Skype as a separate company will have the focus required “to compete effectively in online voice and video communications and accelerate its growth momentum.”


The transaction is expected to close in the fourth quarter of 2009, the company said in a statement.

 

In April 2009, eBay had announced plans to separate Skype from the company, beginning with an IPO in 2010. The decision followed a year long review of Skype within eBay‘s portfolio. As it prepared for an IPO, the company said it would naturally consider bids for Skype that offered an attractive valuation.
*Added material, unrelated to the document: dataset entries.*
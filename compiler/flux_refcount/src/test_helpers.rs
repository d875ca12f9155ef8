//! Shorthand for placement tests.

use flux_ir::{Block, BlockId, Function, Instruction, OptFlags, Program, RcKind, Statement, VarId};

use crate::{check_balance, place_refcounts, PlacementStats};

/// Place refcounts in function `idx`, panicking on internal errors.
pub(crate) fn place(program: &mut Program, idx: usize, flags: OptFlags) -> PlacementStats {
    place_refcounts(
        &mut program.functions[idx],
        &mut program.vars,
        &mut program.names,
        flags,
    )
    .unwrap_or_else(|e| panic!("placement failed: {e}"))
}

/// Assert the placed function balances for a few unknown loop lengths.
pub(crate) fn assert_balanced(program: &Program, idx: usize) {
    for n in [0, 1, 3] {
        if let Err(e) = check_balance(&program.functions[idx], &program.vars, n) {
            panic!("unbalanced with {n} unknown iterations: {e}");
        }
    }
}

pub(crate) fn block(func: &Function, id: u32) -> &Block {
    func.body
        .find(BlockId::new(id))
        .unwrap_or_else(|| panic!("no block {id}"))
}

/// `RefCount` amounts on `var` among the statements of `block` (not nested).
pub(crate) fn stmt_refcounts(block: &Block, var: VarId) -> Vec<(RcKind, i64)> {
    block
        .instructions()
        .filter_map(|i| refcount_on(i, var))
        .collect()
}

/// `RefCount` amounts on `var` in the cleanup list of `block`.
pub(crate) fn cleanup_refcounts(block: &Block, var: VarId) -> Vec<(RcKind, i64)> {
    block
        .cleanups
        .iter()
        .filter_map(|i| refcount_on(i, var))
        .collect()
}

/// Every `RefCount` instruction on `var` anywhere in the function.
pub(crate) fn count_refcount_ops(func: &Function, var: VarId) -> usize {
    let mut n = 0;
    func.body.walk(&mut |b| {
        n += b
            .instructions()
            .chain(b.cleanups.iter())
            .filter(|i| refcount_on(i, var).is_some())
            .count();
    });
    n
}

fn refcount_on(instr: &Instruction, var: VarId) -> Option<(RcKind, i64)> {
    match instr {
        Instruction::RefCount { var: v, kind, amount } if *v == var => Some((*kind, *amount)),
        _ => None,
    }
}

/// The first continuation among the statements of `block`.
pub(crate) fn first_cont(block: &Block) -> &flux_ir::Continuation {
    block
        .statements
        .iter()
        .find_map(|s| match s {
            Statement::Cont(c) => Some(c),
            Statement::Instr(_) => None,
        })
        .unwrap_or_else(|| panic!("block {:?} has no continuation", block.id))
}
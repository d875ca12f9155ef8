//! Zero-sum checking of a placed function.
//!
//! Simulates the refcount traffic of a function after placement, running
//! every task inline at the point it is spawned. Loops with a statically
//! unknown iteration count run a caller-chosen number of times. The check
//! is independent of how placement arrived at its result, so it serves as
//! the oracle for differential testing of the optimization knobs.
//!
//! Three things are checked:
//!
//! - every location's read and write counts end where they started;
//! - all arms of a branch set leave the same counts (a non-exhaustive
//!   `Switch` also has the empty path);
//! - no stack-owned location is touched after both of its counts reached
//!   zero.
//!
//! Alongside, the simulation sums every count change placement is
//! responsible for (declaration holds, `RefCount`s, loop lists, acquire
//! counts and piggybacked releases) into a [`NetPlacement`].

use std::collections::BTreeMap;

use rustc_hash::{FxHashMap, FxHashSet};

use flux_ir::{
    Block, BlockId, Continuation, Function, Instruction, RcKind, Statement, Storage, VarId,
    VarTable,
};
use flux_stack::ensure_sufficient_stack;

use crate::{AliasKey, AliasModel};

/// Executed count changes per location and kind, zero totals omitted.
pub type NetPlacement = BTreeMap<(AliasKey, RcKind), i64>;

/// A way a placed function fails to balance.
#[derive(Clone, Debug, PartialEq, Eq, thiserror::Error)]
pub enum BalanceViolation {
    #[error("{kind:?} count of {key:?} ends {residual:+} from where it started")]
    Unbalanced {
        key: AliasKey,
        kind: RcKind,
        residual: i64,
    },
    #[error("arms of the branch set starting with {first_arm:?} leave different counts")]
    BranchMismatch { first_arm: BlockId },
    #[error("{key:?} touched in {block:?} after its holds were released")]
    UseAfterRelease { key: AliasKey, block: BlockId },
}

/// Check that `func` balances, running loops of unknown length
/// `unknown_iterations` times.
pub fn check_balance(
    func: &Function,
    vars: &VarTable,
    unknown_iterations: u64,
) -> Result<(), BalanceViolation> {
    net_placement(func, vars, unknown_iterations).map(|_| ())
}

/// Net placed count changes of a balanced function.
///
/// Branch sets contribute their first arm.
pub fn net_placement(
    func: &Function,
    vars: &VarTable,
    unknown_iterations: u64,
) -> Result<NetPlacement, BalanceViolation> {
    let model = AliasModel::from_function(func);
    let mut sim = Simulation {
        vars,
        model: &model,
        unknown_iterations,
        counts: FxHashMap::default(),
        owned: FxHashSet::default(),
        placed: NetPlacement::new(),
    };

    let caller_holds = caller_holds(func, vars, &model);
    for (key, kind) in &caller_holds {
        sim.bump(key.clone(), *kind, 1);
        sim.owned.insert(key.clone());
    }
    sim.run_block(&func.body)?;
    for (key, kind) in caller_holds {
        sim.bump(key, kind, -1);
    }

    let mut residuals: Vec<_> = sim.counts.into_iter().filter(|(_, n)| *n != 0).collect();
    residuals.sort();
    if let Some(((key, kind), residual)) = residuals.into_iter().next() {
        return Err(BalanceViolation::Unbalanced {
            key,
            kind,
            residual,
        });
    }
    sim.placed.retain(|_, n| *n != 0);
    Ok(sim.placed)
}

/// Holds the caller keeps on the parameters for the call's duration.
fn caller_holds(func: &Function, vars: &VarTable, model: &AliasModel) -> Vec<(AliasKey, RcKind)> {
    let inputs = func.inputs.iter().map(|v| (*v, RcKind::Read));
    let outputs = func.outputs.iter().map(|v| (*v, RcKind::Write));
    inputs
        .chain(outputs)
        .filter(|(v, _)| vars.is_refcounted(*v))
        .map(|(v, kind)| (model.refcount_key(v), kind))
        .collect()
}

type Counts = FxHashMap<(AliasKey, RcKind), i64>;

struct Simulation<'a> {
    vars: &'a VarTable,
    model: &'a AliasModel,
    unknown_iterations: u64,
    counts: Counts,
    /// Locations owned by a stack declaration or a parameter.
    owned: FxHashSet<AliasKey>,
    placed: NetPlacement,
}

impl Simulation<'_> {
    fn key(&self, v: VarId) -> Option<AliasKey> {
        self.vars
            .is_refcounted(v)
            .then(|| self.model.refcount_key(v))
    }

    fn bump(&mut self, key: AliasKey, kind: RcKind, amount: i64) {
        if amount != 0 {
            *self.counts.entry((key, kind)).or_insert(0) += amount;
        }
    }

    fn place(&mut self, key: AliasKey, kind: RcKind, amount: i64) {
        if amount != 0 {
            *self.placed.entry((key.clone(), kind)).or_insert(0) += amount;
            self.bump(key, kind, amount);
        }
    }

    fn count(&self, key: &AliasKey, kind: RcKind) -> i64 {
        self.counts
            .get(&(key.clone(), kind))
            .copied()
            .unwrap_or(0)
    }

    fn check_alive(&self, key: &AliasKey, block: BlockId) -> Result<(), BalanceViolation> {
        if self.owned.contains(key)
            && self.count(key, RcKind::Read) <= 0
            && self.count(key, RcKind::Write) <= 0
        {
            return Err(BalanceViolation::UseAfterRelease {
                key: key.clone(),
                block,
            });
        }
        Ok(())
    }

    fn run_block(&mut self, block: &Block) -> Result<(), BalanceViolation> {
        ensure_sufficient_stack(|| {
            for decl in &block.variables {
                let Some(key) = self.key(decl.var) else {
                    continue;
                };
                if self.vars.storage(decl.var) == Storage::Stack {
                    self.owned.insert(key.clone());
                }
                for kind in RcKind::ALL {
                    self.place(key.clone(), kind, decl.init.get(kind));
                }
            }
            for stmt in &block.statements {
                match stmt {
                    Statement::Instr(instr) => self.exec(instr, block.id)?,
                    Statement::Cont(cont) => self.exec_cont(cont, block.id)?,
                }
            }
            for instr in &block.cleanups {
                self.exec(instr, block.id)?;
            }
            Ok(())
        })
    }

    fn exec(&mut self, instr: &Instruction, block: BlockId) -> Result<(), BalanceViolation> {
        for (v, _) in instr.sync_uses(self.vars) {
            self.check_alive(&self.model.refcount_key(v), block)?;
        }
        for (v, kind) in instr.consumed_holds(self.vars) {
            let key = self.model.refcount_key(v);
            self.check_alive(&key, block)?;
            self.bump(key, kind, -1);
        }
        for (v, kind, amount) in instr.piggybacked() {
            let Some(key) = self.key(v) else {
                continue;
            };
            if amount > 0 {
                self.check_alive(&key, block)?;
            }
            self.place(key, kind, amount);
        }
        for (v, kind, amount) in instr.produced_holds() {
            if let Some(key) = self.key(v) {
                self.place(key, kind, amount);
            }
        }
        Ok(())
    }

    fn exec_cont(&mut self, cont: &Continuation, block: BlockId) -> Result<(), BalanceViolation> {
        for v in cont.control_inputs() {
            if let Some(key) = self.key(v) {
                self.check_alive(&key, block)?;
            }
        }
        match cont {
            Continuation::If { .. } | Continuation::Switch { .. } => self.exec_branches(cont),
            Continuation::Nested { block } | Continuation::Wait { block, .. } => {
                self.run_block(block)
            }
            Continuation::RangeLoop { block: body, rc, .. }
            | Continuation::Foreach { block: body, rc, .. } => {
                let n = cont.iterations().unwrap_or(self.unknown_iterations);
                let times = i64::try_from(n).unwrap_or(i64::MAX);
                for delta in &rc.start_incrs {
                    if let Some(key) = self.key(delta.var) {
                        self.place(key, delta.kind, delta.amount.saturating_mul(times));
                    }
                }
                for _ in 0..n {
                    self.run_block(body)?;
                    for delta in &rc.end_decrs {
                        if let Some(key) = self.key(delta.var) {
                            self.place(key, delta.kind, delta.amount);
                        }
                    }
                }
                Ok(())
            }
        }
    }

    fn exec_branches(&mut self, cont: &Continuation) -> Result<(), BalanceViolation> {
        let arms = cont.blocks();
        let first_arm = arms.first().map_or(BlockId::new(0), |b| b.id);
        let counts_before = self.counts.clone();
        let placed_before = self.placed.clone();

        let mut outcomes: Vec<(Counts, NetPlacement)> = Vec::with_capacity(arms.len() + 1);
        for arm in arms {
            self.counts = counts_before.clone();
            self.placed = placed_before.clone();
            self.run_block(arm)?;
            outcomes.push((normalized(&self.counts), self.placed.clone()));
        }
        if !cont.is_exhaustive() {
            outcomes.push((normalized(&counts_before), placed_before));
        }

        let mut outcomes = outcomes.into_iter();
        let Some((counts, placed)) = outcomes.next() else {
            return Ok(());
        };
        if outcomes.any(|(other, _)| other != counts) {
            return Err(BalanceViolation::BranchMismatch { first_arm });
        }
        self.counts = counts;
        self.placed = placed;
        Ok(())
    }
}

fn normalized(counts: &Counts) -> Counts {
    counts
        .iter()
        .filter(|(_, n)| **n != 0)
        .map(|(k, n)| (k.clone(), *n))
        .collect()
}
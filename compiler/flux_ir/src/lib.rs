//! Flux IR: the tree the middle-end optimizer consumes and produces.
//!
//! A [`Program`] owns a variable arena, its functions, a function-signature
//! table and the global constants. Each [`Function`] body is a tree of
//! [`Block`]s; statements are either [`Instruction`]s or
//! [`Continuation`]s that own nested blocks.
//!
//! The optimizer is a tree-to-tree transform. It reads this IR and returns
//! it augmented with explicit [`Instruction::RefCount`] operations, cleanup
//! lists, loop refcount lists and substituted operands. There is no wire
//! or file format here beyond the optional `serde` derives.
//!
//! # Module Overview
//!
//! | Module | Purpose |
//! |--------|---------|
//! | `name` | Interned identifiers |
//! | `types` | Types, storage classes, mapped-ness |
//! | `var` | Variable arena |
//! | `arg` | Operands and constants |
//! | `ops` | Primitive operators, hold kinds |
//! | `instr` | Instructions and their hold/use queries |
//! | `block` | Blocks, statements, continuations |
//! | `program` | Functions, signatures, global constants |
//! | `flags` | Optimization knobs |
//! | `build` | Function builder |

mod arg;
mod block;
pub mod build;
mod flags;
mod instr;
mod name;
mod ops;
mod program;
mod types;
mod var;

pub use arg::{Arg, Constant, FloatBits};
pub use block::{
    Block, BlockId, Continuation, Declaration, LoopRefcounts, RcDelta, Statement,
};
pub use build::FunctionBuilder;
pub use flags::OptFlags;
pub use instr::{InputSlot, Instruction, PiggybackSlot, SlotAccepts};
pub use name::{Name, StringInterner};
pub use ops::{BuiltinOp, HoldCounts, OpMode, RcDir, RcKind};
pub use program::{Function, FunctionSig, FunctionSigs, GlobalConstants, Program};
pub use types::{Mapped, PrimType, Storage, Type};
pub use var::{VarId, VarTable, Variable};
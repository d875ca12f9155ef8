//! Reference-count placement for Flux.
//!
//! Every future in a Flux program carries a read count and a write count.
//! Tasks block on unset futures and storage is reclaimed when both counts
//! reach zero, so the compiler must place increments and decrements such
//! that every count returns to zero exactly once, never early.
//!
//! This crate computes that placement for one function at a time:
//!
//! | Module | Purpose |
//! |--------|---------|
//! | `alias` | Canonical storage locations ([`AliasKey`]) and aliasing facts |
//! | `ledger` | Pending increments/decrements per location ([`RefcountLedger`]) |
//! | `uses` | Which locations a statement touches, synchronously or not |
//! | `placement` | Bottom-up counting and top-down emission ([`place_refcounts`]) |
//! | `balance` | Zero-sum simulation of a placed function ([`check_balance`]) |
//!
//! # Usage
//!
//! ```text
//! let stats = place_refcounts(&mut func, &mut program.vars, &mut program.names, flags)?;
//! check_balance(&func, &program.vars, 3)?;
//! ```
//!
//! Failures are internal-consistency errors ([`RefcountError`]): they mean
//! an earlier transformation produced a tree placement cannot prove safe.

mod alias;
pub mod balance;
mod error;
mod ledger;
mod placement;
mod uses;

#[cfg(test)]
mod test_helpers;

pub use alias::{AliasKey, AliasModel, PathElem, Resolved};
pub use balance::{check_balance, net_placement, BalanceViolation, NetPlacement};
pub use error::RefcountError;
pub use ledger::{LedgerEntry, RefcountLedger};
pub use placement::{place_refcounts, PlacementStats};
Donahoe said the deal offered by the investor group achieved that.

“This deal achieves our goal of delivering short and long term value to eBay and its stockholders, without the possible delays and market risk of an IPO,” Donahoe added. “Selling Skype now at this great valuation, while retaining an equity stake, makes sense for the company. And it allows us to focus all of our energies on the opportunities in front of PayPal and eBay.”Skype is a software that enables conversations over internet. Many individuals and businesses use Skype to make free video and voice calls, send instant messages and share files with other Skype users. It is also used to make low cost calls to landlines and mobiles.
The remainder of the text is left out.